Stored data:
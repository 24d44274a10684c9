use docs_model::PhpVersion;
use serde::Serialize;

/// One line of `laravel-docs routes`.
#[derive(Debug, Clone, PartialEq, Eq, Serialize)]
pub struct RouteRow {
    pub path: &'static str,
    pub title: &'static str,
    pub output: &'static str,
}

/// Answer of `laravel-docs resolve`.
#[derive(Debug, Clone, PartialEq, Eq, Serialize)]
pub struct Resolution {
    pub route: &'static str,
    /// `None` for the default tree.
    pub version: Option<PhpVersion>,
    pub href: String,
}

/// Answer of `laravel-docs spy`.
#[derive(Debug, Clone, PartialEq, Serialize)]
pub struct SpyOutcome {
    pub effective: f64,
    pub index: Option<usize>,
    pub offset: Option<f64>,
}
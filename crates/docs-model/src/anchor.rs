//! In-page navigation anchors.

use serde::{Deserialize, Serialize};

/// A named, scrollable region of a page.
#[derive(Debug, Clone, PartialEq, Eq, Hash, Serialize, Deserialize)]
pub struct Anchor {
    /// Element id the region is rendered with.
    pub id: String,
    /// Text shown in navigation menus.
    pub label: String,
}

impl Anchor {
    pub fn new(id: impl Into<String>, label: impl Into<String>) -> Self {
        Self {
            id: id.into(),
            label: label.into(),
        }
    }
}

/// Anchors shown together under one collapsible heading.
#[derive(Debug, Clone, PartialEq, Eq, Serialize, Deserialize)]
pub struct SectionGroup {
    pub id: String,
    pub label: String,
    pub sections: Vec<Anchor>,
}

impl SectionGroup {
    pub fn new(id: impl Into<String>, label: impl Into<String>, sections: Vec<Anchor>) -> Self {
        Self {
            id: id.into(),
            label: label.into(),
            sections,
        }
    }

    /// Whether an anchor with `id` belongs to this group.
    pub fn contains(&self, id: &str) -> bool {
        self.sections.iter().any(|section| section.id == id)
    }
}
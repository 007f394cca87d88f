//! Configuration management for cardsync
//!
//! Configuration is loaded with the following priority (highest to lowest):
//! 1. CLI flags
//! 2. Environment variables (CARDSYNC_*)
//! 3. Config file (~/.config/cardsync/config.toml)
//! 4. Default values

use std::collections::HashMap;
use std::path::{Path, PathBuf};
use std::time::Duration;

use serde::{Deserialize, Serialize};

use crate::{Error, RelationshipActions, Result};

/// GitHub-related configuration
#[derive(Debug, Clone, Deserialize, Serialize)]
#[serde(default)]
pub struct GitHubConfig {
    /// Login of the user whose issues are synced; resolved from the token when absent
    pub user: Option<String>,

    /// Restrict searches to one organization
    pub org: Option<String>,

    /// Base URL of the API
    pub api_url: String,
}

impl Default for GitHubConfig {
    fn default() -> Self {
        Self {
            user: None,
            org: None,
            api_url: "https://api.github.com".to_string(),
        }
    }
}

/// Trello-related configuration
#[derive(Debug, Clone, Deserialize, Serialize)]
#[serde(default)]
pub struct TrelloConfig {
    /// Name of the board to sync onto
    pub board: String,

    /// Name of the card whose labels define the label map
    pub label_card: Option<String>,

    /// Explicit label name to ID map; takes precedence over the label card
    pub labels: HashMap<String, String>,

    /// Minimum interval between requests
    #[serde(with = "humantime_serde")]
    pub throttle: Duration,

    /// Longest description or comment the board accepts
    pub max_text_length: usize,

    /// Base URL of the API
    pub api_url: String,
}

impl Default for TrelloConfig {
    fn default() -> Self {
        Self {
            board: String::new(),
            label_card: None,
            labels: HashMap::new(),
            throttle: Duration::from_millis(100),
            max_text_length: 16384,
            api_url: "https://api.trello.com/1".to_string(),
        }
    }
}

/// Sync run settings
#[derive(Debug, Clone, Deserialize, Serialize)]
#[serde(default)]
pub struct SyncSettings {
    /// Archive cards whose issues left the open set
    pub close: bool,

    /// Keep a local state cache between runs
    pub use_state: bool,

    /// Location of the state cache; defaults to ~/.cache/cardsync/state.db
    pub state_db: Option<PathBuf>,
}

impl Default for SyncSettings {
    fn default() -> Self {
        Self {
            close: true,
            use_state: true,
            state_db: None,
        }
    }
}

impl SyncSettings {
    /// Effective state cache path
    pub fn state_db_path(&self) -> Option<PathBuf> {
        self.state_db.clone().or_else(default_state_db_path)
    }
}

/// Default state cache location
pub fn default_state_db_path() -> Option<PathBuf> {
    dirs::cache_dir().map(|p| p.join("cardsync").join("state.db"))
}

/// Root configuration structure
#[derive(Debug, Clone, Default, Deserialize, Serialize)]
#[serde(default)]
pub struct Config {
    /// GitHub configuration
    pub github: GitHubConfig,

    /// Trello configuration
    pub trello: TrelloConfig,

    /// Sync settings
    pub sync: SyncSettings,

    /// Lists and labels per relationship
    pub relationships: RelationshipActions,
}

impl Config {
    /// Load configuration from the default config file location
    ///
    /// Returns default config if file doesn't exist
    pub fn load() -> Result<Self> {
        if let Some(path) = Self::default_config_path() {
            if path.exists() {
                return Self::load_from_file(&path);
            }
        }

        Ok(Self::default())
    }

    /// Load configuration from a specific file
    pub fn load_from_file(path: &Path) -> Result<Self> {
        let contents = std::fs::read_to_string(path).map_err(Error::Io)?;
        Self::parse(&contents)
    }

    /// Parse configuration from TOML text
    pub fn parse(contents: &str) -> Result<Self> {
        toml::from_str(contents).map_err(|e| Error::Config(format!("Failed to parse config: {}", e)))
    }

    /// Render the effective configuration as TOML
    pub fn to_toml(&self) -> Result<String> {
        toml::to_string_pretty(self)
            .map_err(|e| Error::Config(format!("Failed to render config: {}", e)))
    }

    /// Get the default config file path
    ///
    /// Returns `~/.config/cardsync/config.toml` on Unix
    pub fn default_config_path() -> Option<PathBuf> {
        dirs::config_dir().map(|p| p.join("cardsync").join("config.toml"))
    }

    /// Apply environment variable overrides
    ///
    /// Supported variables:
    /// - CARDSYNC_BOARD: Trello board name
    /// - CARDSYNC_GITHUB_USER: GitHub login
    /// - CARDSYNC_GITHUB_ORG: GitHub organization
    pub fn with_env_overrides(mut self) -> Self {
        if let Ok(board) = std::env::var("CARDSYNC_BOARD") {
            self.trello.board = board;
        }

        if let Ok(user) = std::env::var("CARDSYNC_GITHUB_USER") {
            self.github.user = Some(user);
        }

        if let Ok(org) = std::env::var("CARDSYNC_GITHUB_ORG") {
            self.github.org = Some(org);
        }

        self
    }

    /// Apply CLI flag overrides
    pub fn with_cli_overrides(mut self, no_close: bool, no_state: bool, state_db: Option<PathBuf>) -> Self {
        if no_close {
            self.sync.close = false;
        }

        if no_state {
            self.sync.use_state = false;
        }

        if let Some(path) = state_db {
            self.sync.state_db = Some(path);
        }

        self
    }

    /// Load configuration from `path` (or the default location) with env overrides
    pub fn load_with_overrides(path: Option<&Path>) -> Result<Self> {
        let config = match path {
            Some(path) => Self::load_from_file(path)?,
            None => Self::load()?,
        };
        Ok(config.with_env_overrides())
    }

    /// Check the settings that are required before connecting anywhere
    pub fn validate(&self) -> Result<()> {
        if self.trello.board.trim().is_empty() {
            return Err(Error::Config("trello.board is not set".to_string()));
        }
        if self.trello.labels.is_empty() && self.trello.label_card.is_none() {
            return Err(Error::Config(
                "Set either trello.labels or trello.label_card to resolve label names".to_string(),
            ));
        }
        if self.relationships.is_empty() {
            return Err(Error::Config(
                "No relationships configured; add [relationships.assignee] or [relationships.mention]"
                    .to_string(),
            ));
        }
        if self.trello.max_text_length == 0 {
            return Err(Error::Config(
                "trello.max_text_length must be positive".to_string(),
            ));
        }
        Ok(())
    }
}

(Action item): Repeat only the lines above, from the first line of the entries through the line that contains "pub struct Resolution", including both ends.

(Completed task):
repository 24d44274a10684c9
use docs_model::PhpVersion;
use serde::Serialize;

/// One line of `laravel-docs routes`.
#[derive(Debug, Clone, PartialEq, Eq, Serialize)]
pub struct RouteRow {
    pub path: &'static str,
    pub title: &'static str,
    pub output: &'static str,
}

/// Answer of `laravel-docs resolve`.
#[derive(Debug, Clone, PartialEq, Eq, Serialize)]
pub struct Resolution {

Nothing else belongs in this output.